Un grand fracas retentit soudain : Sebas venait de choir au sol, ses deux poignards s’entrechoquant avec fracas. Il roula sur le dos, la langue pendant, l’oeil humide, tandis que Beeth lui léchait le visage et que Rathure et Eléu se penchaient sur lui, inquiets.
« Frère ! s’exclama Rathure. Accroche-toi, on va s’en sortir !
- A boire…, gémit Sebas. Je n’ai pas bu depuis tellement… longtemps…
- Il y a de l’eau dans nos gourdes à profusion, fit remarquer Guipsy sans paraître bouleversé le moins du monde.
- J’ai besoin… de bière…
- C’est mort, on doit garder nos réserves pour Rathure et Beeth, à cause de leur malédiction. Relève-toi maintenant. »
Sebas leur jeta un regard de chien battu, mais personne ne semblait très touché à part Rathure qui tenait sa main d’un air éploré, et il finit par se redresser en grommelant.
« Personne ne prend garde à ma souffrance ici…
- Bien vu, répondit Guipsy. Allez, en avant. »
La marche reprit donc, toujours dans le même silence. A part…
« Bon du coup je vais vous raconter une histoire ! Tu la prends en lele…
- Sebas, on a voté pour toi aussi, alors tu te tais. »
Au terme de quoi Sebas partit rejoindre Pioutou dans le camp des boudeurs.
Quelques heures plus tard, au moment où chacun commençait à voir apparaître un mirage en forme de fontaine remplie de sa boisson préférée - eau, bière, rhum, vodka, vodka, jus de papaye, vin rouge - une forme floue apparut au détour d’une dune.
« L’oasis ! s’exclama Nekolas, visiblement soulagé.
- C’est là qu’il se trouve…, murmura Eléu. Le devin…
- Six vins ça aurait été mieux quand même », dit Pioutou avec un petit sourire en coin.
Cinq regards et une serpillière se tournèrent vers lui, et il sentit tout à coup qu’il avait dit une bêtise.

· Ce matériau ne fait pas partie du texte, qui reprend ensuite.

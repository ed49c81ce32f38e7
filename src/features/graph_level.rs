//! Graph-level feature set: sixteen independently isolated groups.
//!
//! Each group writes its own keys. A group that fails marks every key it did
//! not write as unavailable with the failure reason and the next group runs.

use super::context::ExtractionContext;
use super::record::GraphFeatureRecord;
use super::store::SharedMetricStore;
use super::value::{FeatureValue, UnavailableReason};
use crate::algo::bounded_diameter;
use crate::algo::clustering::{local_clustering, transitivity};
use crate::algo::connectivity::{edge_connectivity, node_connectivity};
use crate::algo::structure::{
    degree_assortativity, density, moments, percentile_degree, rich_club_coefficient,
};
use crate::error::{FeatureError, FeatureResult};
use crate::spectral::{self, ZERO_EIGENVALUE_TOL};
use tracing::{debug, warn};

type GroupFn = fn(
    &ExtractionContext<'_>,
    &mut SharedMetricStore,
    &mut GraphFeatureRecord,
) -> FeatureResult<()>;

struct FeatureGroup {
    name: &'static str,
    keys: &'static [&'static str],
    run: GroupFn,
}

const GROUPS: &[FeatureGroup] = &[
    FeatureGroup {
        name: "assortativity",
        keys: &["assortativity"],
        run: assortativity,
    },
    FeatureGroup {
        name: "density",
        keys: &["density"],
        run: density_group,
    },
    FeatureGroup {
        name: "clustering",
        keys: &["clustering_global", "clustering_avg"],
        run: clustering,
    },
    FeatureGroup {
        name: "distances",
        keys: &["diameter", "avg_path_length"],
        run: distances,
    },
    FeatureGroup {
        name: "algebraic_connectivity",
        keys: &["algebraic_connectivity"],
        run: algebraic_connectivity,
    },
    FeatureGroup {
        name: "spectral_radius",
        keys: &["spectral_radius"],
        run: spectral_radius,
    },
    FeatureGroup {
        name: "percolation_limit",
        keys: &["percolation_limit"],
        run: percolation_limit,
    },
    FeatureGroup {
        name: "symmetry_ratio",
        keys: &["symmetry_ratio"],
        run: symmetry_ratio,
    },
    FeatureGroup {
        name: "natural_connectivity",
        keys: &["natural_connectivity"],
        run: natural_connectivity,
    },
    FeatureGroup {
        name: "kirchhoff_index",
        keys: &["kirchhoff_index"],
        run: kirchhoff_index,
    },
    FeatureGroup {
        name: "log_spanning_trees",
        keys: &["log_spanning_trees"],
        run: log_spanning_trees,
    },
    FeatureGroup {
        name: "connectivity",
        keys: &["edge_connectivity", "node_connectivity"],
        run: connectivity,
    },
    FeatureGroup {
        name: "rich_club",
        keys: &[
            "rich_club_p50",
            "rich_club_p75",
            "rich_club_p90",
            "rich_club_p95",
            "rich_club_p99",
        ],
        run: rich_club,
    },
    FeatureGroup {
        name: "betweenness_stats",
        keys: &[
            "betweenness_mean",
            "betweenness_std",
            "betweenness_max",
            "betweenness_skewness",
        ],
        run: betweenness_stats,
    },
    FeatureGroup {
        name: "kcore",
        keys: &["degeneracy", "kcore_innermost_size", "core_number_mean"],
        run: kcore,
    },
    FeatureGroup {
        name: "spectral_gap",
        keys: &["spectral_gap", "eigenvalue_ratio"],
        run: spectral_gap,
    },
];

/// Run every group in a fixed order, writing into `record` and `store`.
pub fn extract_graph_features(
    ctx: &ExtractionContext<'_>,
    store: &mut SharedMetricStore,
    record: &mut GraphFeatureRecord,
) {
    for group in GROUPS {
        if let Err(err) = (group.run)(ctx, store, record) {
            warn!(group = group.name, error = %err, "feature group unavailable");
            let reason = UnavailableReason::from(err);
            record.fill_missing(group.keys, &reason);
        }
    }
}

fn assortativity(
    ctx: &ExtractionContext<'_>,
    _: &mut SharedMetricStore,
    r: &mut GraphFeatureRecord,
) -> FeatureResult<()> {
    r.set("assortativity", degree_assortativity(ctx.graph)?);
    Ok(())
}

fn density_group(
    ctx: &ExtractionContext<'_>,
    _: &mut SharedMetricStore,
    r: &mut GraphFeatureRecord,
) -> FeatureResult<()> {
    r.set("density", density(ctx.graph));
    Ok(())
}

fn clustering(
    ctx: &ExtractionContext<'_>,
    _: &mut SharedMetricStore,
    r: &mut GraphFeatureRecord,
) -> FeatureResult<()> {
    let g = ctx.graph;
    let triangles = ctx.backend.triangles(g);
    r.set("clustering_global", transitivity(g, &triangles));
    let local_sum: f64 = triangles
        .iter()
        .enumerate()
        .map(|(u, &t)| local_clustering(g.degree(u), t))
        .sum();
    r.set("clustering_avg", local_sum / g.node_count() as f64);
    Ok(())
}

/// Exact all-pairs BFS up to the sampling threshold. Above it the average
/// comes from a source sample and the diameter from eccentricity bounding
/// with the same traversal budget.
fn distances(
    ctx: &ExtractionContext<'_>,
    store: &mut SharedMetricStore,
    r: &mut GraphFeatureRecord,
) -> FeatureResult<()> {
    let g = ctx.graph;
    let n = g.node_count();
    if n < 2 {
        return Err(FeatureError::Degenerate("fewer than two nodes".into()));
    }
    let cfg = ctx.config;
    if n <= cfg.path_length_sample_threshold {
        let stats = ctx.all_sources_bfs(store)?;
        let total: u64 = stats.iter().map(|s| s.distance_sum).sum();
        let diameter = stats.iter().map(|s| s.eccentricity).max().unwrap_or(0);
        r.set("diameter", diameter);
        r.set("avg_path_length", total as f64 / (n * (n - 1)) as f64);
        r.set_flag("diameter_approximate", false);
        r.set_flag("avg_path_length_sampled", false);
        return Ok(());
    }

    let (sources, sampled) = ctx.sample_nodes(cfg.path_length_sample_size.max(1), 1);
    let stats = ctx.backend.bfs_stats(g, &sources);
    let total: u64 = stats.iter().map(|s| s.distance_sum).sum();
    r.set("avg_path_length", total as f64 / (sources.len() * (n - 1)) as f64);
    r.set_flag("avg_path_length_sampled", sampled);

    let bounds = bounded_diameter(g, cfg.path_length_sample_size.max(1));
    debug!(
        lower = bounds.lower,
        upper = bounds.upper,
        traversals = bounds.traversals,
        "diameter bounds"
    );
    r.set("diameter", bounds.lower);
    r.set_flag("diameter_approximate", !bounds.is_exact());
    Ok(())
}

/// From the full Laplacian spectrum when there is one, shifted inverse
/// iteration otherwise.
fn algebraic_connectivity(
    ctx: &ExtractionContext<'_>,
    store: &mut SharedMetricStore,
    r: &mut GraphFeatureRecord,
) -> FeatureResult<()> {
    let solver = ctx.solver()?;
    if ctx.node_count() < 2 {
        return Err(FeatureError::Degenerate("fewer than two nodes".into()));
    }
    let from_spectrum = ctx
        .laplacian_spectrum(store)
        .ok()
        .and_then(|s| s.values.iter().rev().nth(1).copied());
    let value = match from_spectrum {
        Some(v) => v,
        None => solver.fiedler_value()?,
    };
    if value <= ZERO_EIGENVALUE_TOL {
        return Err(FeatureError::Degenerate(format!(
            "algebraic connectivity {value:e} is not positive on a connected graph"
        )));
    }
    r.set("algebraic_connectivity", value);
    Ok(())
}

fn spectral_radius(
    ctx: &ExtractionContext<'_>,
    store: &mut SharedMetricStore,
    r: &mut GraphFeatureRecord,
) -> FeatureResult<()> {
    let spectrum = ctx.adjacency_spectrum(store)?;
    let radius = spectrum
        .radius()
        .ok_or_else(|| FeatureError::Degenerate("empty spectrum".into()))?;
    r.set("spectral_radius", radius);
    Ok(())
}

/// Reads the recorded spectral radius so the two always agree exactly.
fn percolation_limit(
    _: &ExtractionContext<'_>,
    _: &mut SharedMetricStore,
    r: &mut GraphFeatureRecord,
) -> FeatureResult<()> {
    let radius = r
        .value("spectral_radius")
        .ok_or(FeatureError::Missing("spectral_radius"))?;
    if radius <= ZERO_EIGENVALUE_TOL {
        return Err(FeatureError::Degenerate("spectral radius is zero".into()));
    }
    r.set("percolation_limit", 1.0 / radius);
    Ok(())
}

fn symmetry_ratio(
    ctx: &ExtractionContext<'_>,
    store: &mut SharedMetricStore,
    r: &mut GraphFeatureRecord,
) -> FeatureResult<()> {
    let spectrum = ctx.adjacency_spectrum(store)?;
    r.set_flag("symmetry_ratio_partial", ctx.spectrum_is_partial(store));
    let diameter = r.value("diameter").ok_or(FeatureError::Missing("diameter"))?;
    r.set("symmetry_ratio", spectral::symmetry_ratio(&spectrum, diameter as u32)?);
    Ok(())
}

fn natural_connectivity(
    ctx: &ExtractionContext<'_>,
    store: &mut SharedMetricStore,
    r: &mut GraphFeatureRecord,
) -> FeatureResult<()> {
    let spectrum = ctx.adjacency_spectrum(store)?;
    r.set_flag("natural_connectivity_partial", ctx.spectrum_is_partial(store));
    r.set(
        "natural_connectivity",
        spectral::natural_connectivity(&spectrum, ctx.node_count())?,
    );
    Ok(())
}

fn kirchhoff_index(
    ctx: &ExtractionContext<'_>,
    store: &mut SharedMetricStore,
    r: &mut GraphFeatureRecord,
) -> FeatureResult<()> {
    let spectrum = ctx.laplacian_spectrum(store)?;
    r.set("kirchhoff_index", spectral::kirchhoff_index(&spectrum, ctx.node_count())?);
    Ok(())
}

fn log_spanning_trees(
    ctx: &ExtractionContext<'_>,
    store: &mut SharedMetricStore,
    r: &mut GraphFeatureRecord,
) -> FeatureResult<()> {
    let spectrum = ctx.laplacian_spectrum(store)?;
    r.set(
        "log_spanning_trees",
        spectral::log_spanning_trees(&spectrum, ctx.node_count())?,
    );
    Ok(())
}

fn connectivity(
    ctx: &ExtractionContext<'_>,
    _: &mut SharedMetricStore,
    r: &mut GraphFeatureRecord,
) -> FeatureResult<()> {
    r.set("edge_connectivity", edge_connectivity(ctx.graph));
    r.set("node_connectivity", node_connectivity(ctx.graph));
    Ok(())
}

/// One coefficient per configured degree percentile, each at the nearest
/// threshold that leaves at least two rich nodes.
fn rich_club(
    ctx: &ExtractionContext<'_>,
    store: &mut SharedMetricStore,
    r: &mut GraphFeatureRecord,
) -> FeatureResult<()> {
    let degrees = ctx.degrees(store)?;
    let mut sorted = degrees.to_vec();
    sorted.sort_unstable();
    for &pct in &ctx.config.rich_club_percentiles {
        let key = format!("rich_club_p{pct}");
        let requested = percentile_degree(&sorted, pct);
        let value = match rich_club_coefficient(ctx.graph, &degrees, &sorted, requested) {
            Ok((used, phi)) => {
                if used != requested {
                    debug!(pct, requested, used, "rich-club threshold snapped down");
                }
                FeatureValue::from(phi)
            }
            Err(err) => FeatureValue::Unavailable(err.into()),
        };
        r.set(&key, value);
    }
    Ok(())
}

fn betweenness_stats(
    ctx: &ExtractionContext<'_>,
    store: &mut SharedMetricStore,
    r: &mut GraphFeatureRecord,
) -> FeatureResult<()> {
    let scores = ctx.betweenness(store)?;
    r.set_flag("betweenness_sampled", scores.sampled);
    let m = moments(&scores.values).ok_or_else(|| FeatureError::Degenerate("no nodes".into()))?;
    r.set("betweenness_mean", m.mean);
    r.set("betweenness_std", m.std);
    r.set("betweenness_max", m.max);
    r.set(
        "betweenness_skewness",
        FeatureValue::from_result(
            m.skewness
                .ok_or_else(|| FeatureError::Degenerate("betweenness has no spread".into())),
        ),
    );
    Ok(())
}

fn kcore(
    ctx: &ExtractionContext<'_>,
    store: &mut SharedMetricStore,
    r: &mut GraphFeatureRecord,
) -> FeatureResult<()> {
    let cores = ctx.core_numbers(store)?;
    let degeneracy = cores.iter().copied().max().unwrap_or(0);
    let innermost = cores.iter().filter(|&&c| c == degeneracy).count();
    let mean = cores.iter().map(|&c| c as f64).sum::<f64>() / cores.len().max(1) as f64;
    r.set("degeneracy", degeneracy);
    r.set("kcore_innermost_size", innermost);
    r.set("core_number_mean", mean);
    Ok(())
}

fn spectral_gap(
    ctx: &ExtractionContext<'_>,
    store: &mut SharedMetricStore,
    r: &mut GraphFeatureRecord,
) -> FeatureResult<()> {
    let spectrum = ctx.adjacency_spectrum(store)?;
    r.set("spectral_gap", FeatureValue::from_result(spectral::spectral_gap(&spectrum)));
    r.set(
        "eigenvalue_ratio",
        FeatureValue::from_result(spectral::eigenvalue_ratio(&spectrum)),
    );
    Ok(())
}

« Non mais parce que devin, deux vins… tenta-t-il de se justifier.
- Et le devin, tu le prends en lele du coup ? »
Le silence redoubla d’intensité. Une goutte de sueur qui ne devait rien à la chaleur roula soudain sur le front de Pioutou et Sebas.
- Vous savez ce qu’on a dit à propos des blagues et des histoires de lele ? demanda Agalime d’un ton très calme.
- Non mais c’était pour détendre l’atmosphère, se défendit Sebas à son tour, vu comment tout le monde avait l’air… »
Les choses se seraient sans doute très mal passées pour eux deux si à cet instant un sifflement de mauvais augure n’avait pas retentit.
« Qu’est-ce que c’est ? » balbutia Eléu en regardant de tous côtés.
En un instant, Guipsy avec empoigné son marteau, Rathure et Pioutou leurs dagues, Sebas et Nekolas leur épée et Agalime son fouet.
« Des bocaliens ? demanda cette dernière d’une voix tendue.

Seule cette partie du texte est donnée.